▶ _Activity_
Your task is to write out the lines from the line containing "use crate::output::FieldValue;" through the last line of the material, exactly.

▶ _Data records_
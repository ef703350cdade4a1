//! Error types for btlescan-store.

use std::path::PathBuf;

/// Result type for btlescan-store operations.
pub type Result<T> = std::result::Result<T, Error>;

/// Errors that can occur in btlescan-store.
///
/// These are infrastructure failures: callers cannot make progress without
/// the store, so they are propagated rather than handled locally.
#[derive(Debug, thiserror::Error)]
#[non_exhaustive]
pub enum Error {
    /// Database error from SQLite.
    #[error("Database error: {0}")]
    Database(#[from] rusqlite::Error),

    /// Failed to create database directory.
    #[error("Failed to create database directory {path}: {source}")]
    CreateDirectory {
        path: PathBuf,
        source: std::io::Error,
    },

    /// A stored value could not be interpreted as expected.
    #[error("Invalid stored value for key '{key}': {value:?}")]
    InvalidValue { key: String, value: String },

    /// IO error.
    #[error("IO error: {0}")]
    Io(#[from] std::io::Error),
}
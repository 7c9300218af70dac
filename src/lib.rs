//! Gleaner: a configurable structured-data web crawler
//!
//! This crate extracts structured records from web pages according to a
//! declarative JSON configuration. It supports static-HTML fetching and
//! browser-driven rendering, list-to-detail navigation, and multi-page
//! pagination.

pub mod backend;
pub mod config;
pub mod crawler;
pub mod output;

use thiserror::Error;

/// Main error type for gleaner operations
#[derive(Debug, Error)]
pub enum GleanerError {
    #[error("Configuration error: {0}")]
    Config(#[from] ConfigError),

    #[error("Backend error: {0}")]
    Backend(#[from] BackendError),

    #[error("IO error: {0}")]
    Io(#[from] std::io::Error),

    #[error("JSON error: {0}")]
    Json(#[from] serde_json::Error),
}

/// Configuration-specific errors
#[derive(Debug, Error)]
pub enum ConfigError {
    #[error("Failed to read config file: {0}")]
    Io(#[from] std::io::Error),

    #[error("Failed to parse JSON: {0}")]
    Parse(#[from] serde_json::Error),

    #[error("Validation error: {0}")]
    Validation(String),

    #[error("Invalid URL in config: {0}")]
    InvalidUrl(String),
}

/// Errors raised by a rendering backend
#[derive(Debug, Error)]
pub enum BackendError {
    #[error("Failed to load {url}: {message}")]
    Load { url: String, message: String },

    #[error("HTTP {status} for {url}")]
    HttpStatus { url: String, status: u16 },

    #[error("Request timeout for {url}")]
    Timeout { url: String },

    #[error("Malformed selector: {selector}")]
    SelectorSyntax { selector: String },

    #[error("Browser session error: {0}")]
    Session(String),
}

/// Result type alias for gleaner operations
pub type Result<T> = std::result::Result<T, GleanerError>;

/// Result type alias for configuration operations
pub type ConfigResult<T> = std::result::Result<T, ConfigError>;

/// Result type alias for backend operations
pub type BackendResult<T> = std::result::Result<T, BackendError>;

// Re-export commonly used types
pub use config::{CrawlConfig, EngineKind};
pub use crawler::execute;
pub use output::{CrawlError, CrawlResult, ExtractedRecord, FieldValue};
//! Crawl execution engine
//!
//! The engine layers, leaf-first: selector resolution, field extraction,
//! list-page navigation, pagination, and the orchestrator that owns the
//! rendering backend for the duration of one crawl. Every layer returns
//! partial results together with accumulated errors; only the initial
//! page load can fail the crawl as a whole.

pub mod extractor;
pub mod navigator;
pub mod orchestrator;
pub mod paginator;
pub mod resolver;

pub use navigator::PageOutcome;
pub use orchestrator::execute;
pub use paginator::CrawlOutcome;
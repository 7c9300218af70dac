use crate::config::types::{CrawlConfig, EngineKind, ExtractorConfig};
use crate::ConfigError;
use scraper::Selector;
use serde::Serialize;
use std::collections::HashSet;
use url::Url;

/// Outcome of checking a configuration without executing it
#[derive(Debug, Clone, Default, Serialize)]
pub struct ValidationReport {
    pub valid: bool,
    pub errors: Vec<String>,
    pub warnings: Vec<String>,
}

/// Checks a configuration and collects every problem found
///
/// Errors make the configuration unusable; warnings are advisory and do
/// not block a crawl.
pub fn check(config: &CrawlConfig) -> ValidationReport {
    let mut errors = Vec::new();
    let mut warnings = Vec::new();

    check_start_url(config, &mut errors);
    check_extractors(&config.extractors, &mut errors);
    check_navigation(config, &mut errors);
    check_pagination(config, &mut errors);
    check_wait(config, &mut errors);

    if config.engine == EngineKind::Browser && config.wait_config.delay_between_requests < 1.0 {
        warnings.push(
            "Consider increasing delay_between_requests for the browser engine to avoid being blocked"
                .to_string(),
        );
    }

    ValidationReport {
        valid: errors.is_empty(),
        errors,
        warnings,
    }
}

/// Validates the entire configuration, failing on the collected errors
pub fn validate(config: &CrawlConfig) -> Result<(), ConfigError> {
    let report = check(config);
    if report.valid {
        Ok(())
    } else {
        Err(ConfigError::Validation(report.errors.join("; ")))
    }
}

fn check_start_url(config: &CrawlConfig, errors: &mut Vec<String>) {
    if config.start_url.is_empty() {
        errors.push("start_url is required".to_string());
        return;
    }

    match Url::parse(&config.start_url) {
        Ok(url) if url.scheme() == "http" || url.scheme() == "https" => {}
        Ok(url) => errors.push(format!(
            "start_url must use http or https, got '{}'",
            url.scheme()
        )),
        Err(e) => errors.push(format!("start_url is not a valid URL: {}", e)),
    }
}

fn check_extractors(extractors: &[ExtractorConfig], errors: &mut Vec<String>) {
    if extractors.is_empty() {
        errors.push("At least one extractor is required".to_string());
        return;
    }

    let mut seen = HashSet::new();
    for (i, extractor) in extractors.iter().enumerate() {
        if extractor.field_name.is_empty() {
            errors.push(format!("Extractor {}: field_name is required", i));
        } else if !seen.insert(extractor.field_name.as_str()) {
            errors.push(format!(
                "Extractor {}: duplicate field_name '{}'",
                i, extractor.field_name
            ));
        }

        if extractor.selector.is_empty() {
            errors.push(format!("Extractor {}: selector is required", i));
        } else {
            check_selector(&extractor.selector, &format!("Extractor {}", i), errors);
        }

        if extractor.attribute.is_empty() {
            errors.push(format!("Extractor {}: attribute cannot be empty", i));
        }
    }
}

fn check_navigation(config: &CrawlConfig, errors: &mut Vec<String>) {
    let Some(nav) = &config.navigation else {
        return;
    };

    if nav.list_items_selector.is_empty() {
        errors.push("Navigation config: list_items_selector is required".to_string());
    } else {
        check_selector(&nav.list_items_selector, "Navigation config", errors);
    }

    if let Some(selector) = &nav.detail_link_selector {
        if selector.is_empty() {
            errors.push("Navigation config: detail_link_selector cannot be empty".to_string());
        } else {
            check_selector(selector, "Navigation config", errors);
        }
    }

    if nav.detail_link_attribute.is_empty() {
        errors.push("Navigation config: detail_link_attribute cannot be empty".to_string());
    }
}

fn check_pagination(config: &CrawlConfig, errors: &mut Vec<String>) {
    let Some(pagination) = &config.pagination else {
        return;
    };

    if pagination.enabled {
        match &pagination.next_page_selector {
            Some(selector) if !selector.is_empty() => {
                check_selector(selector, "Pagination config", errors);
            }
            _ => errors.push(
                "Pagination config: next_page_selector is required when pagination is enabled"
                    .to_string(),
            ),
        }

        if pagination.next_page_attribute.is_empty() {
            errors.push("Pagination config: next_page_attribute cannot be empty".to_string());
        }
    }

    if let Some(max_pages) = pagination.max_pages {
        if max_pages == 0 {
            errors.push("Pagination config: max_pages must be greater than 0".to_string());
        }
    }
}

fn check_wait(config: &CrawlConfig, errors: &mut Vec<String>) {
    let delay = config.wait_config.delay_between_requests;
    if !delay.is_finite() || delay < 0.0 {
        errors.push(format!(
            "Wait config: delay_between_requests must be a non-negative number, got {}",
            delay
        ));
    }
}

fn check_selector(selector: &str, scope: &str, errors: &mut Vec<String>) {
    if Selector::parse(selector).is_err() {
        errors.push(format!("{}: malformed selector '{}'", scope, selector));
    }
}
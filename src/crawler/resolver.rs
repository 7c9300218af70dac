//! Selector resolution
//!
//! Maps one selector rule to a field value against a page or element.
//! Absence is data here: a selector matching nothing yields null (single)
//! or an empty list (multiple), never an error. Only a malformed selector
//! string raises, and callers record that as an item-scoped crawl error.

use crate::backend::{Backend, Target};
use crate::output::FieldValue;
use crate::{BackendError, BackendResult};
use scraper::Selector;

/// Validates selector syntax without running a query
///
/// `scraper`'s CSS parser is the single syntax authority for both
/// backends, so a selector the static engine would reject also fails
/// before ever reaching the browser.
pub fn check_selector(selector: &str) -> BackendResult<()> {
    Selector::parse(selector)
        .map(|_| ())
        .map_err(|_| BackendError::SelectorSyntax {
            selector: selector.to_string(),
        })
}

/// Resolves a selector rule to its value
pub async fn resolve<B: Backend>(
    backend: &B,
    target: Target<'_, B::Page, B::Element>,
    selector: &str,
    attribute: &str,
    multiple: bool,
) -> BackendResult<FieldValue> {
    check_selector(selector)?;

    if multiple {
        let mut values = Vec::new();
        for element in backend.query_all(target, selector).await? {
            if let Some(value) = backend.read(&element, attribute).await? {
                values.push(value);
            }
        }
        Ok(FieldValue::Multiple(values))
    } else {
        match backend.query_one(target, selector).await? {
            Some(element) => Ok(FieldValue::Single(backend.read(&element, attribute).await?)),
            None => Ok(FieldValue::Single(None)),
        }
    }
}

▶ _Solution_
use crate::output::FieldValue;
use crate::{BackendError, BackendResult};
use scraper::Selector;

/// Validates selector syntax without running a query
///
/// `scraper`'s CSS parser is the single syntax authority for both
/// backends, so a selector the static engine would reject also fails
/// before ever reaching the browser.
pub fn check_selector(selector: &str) -> BackendResult<()> {
    Selector::parse(selector)
        .map(|_| ())
        .map_err(|_| BackendError::SelectorSyntax {
            selector: selector.to_string(),
        })
}

/// Resolves a selector rule to its value
pub async fn resolve<B: Backend>(
    backend: &B,
    target: Target<'_, B::Page, B::Element>,
    selector: &str,
    attribute: &str,
    multiple: bool,
) -> BackendResult<FieldValue> {
    check_selector(selector)?;

    if multiple {
        let mut values = Vec::new();
        for element in backend.query_all(target, selector).await? {
            if let Some(value) = backend.read(&element, attribute).await? {
                values.push(value);
            }
        }
        Ok(FieldValue::Multiple(values))
    } else {
        match backend.query_one(target, selector).await? {
            Some(element) => Ok(FieldValue::Single(backend.read(&element, attribute).await?)),
            None => Ok(FieldValue::Single(None)),
        }
    }
}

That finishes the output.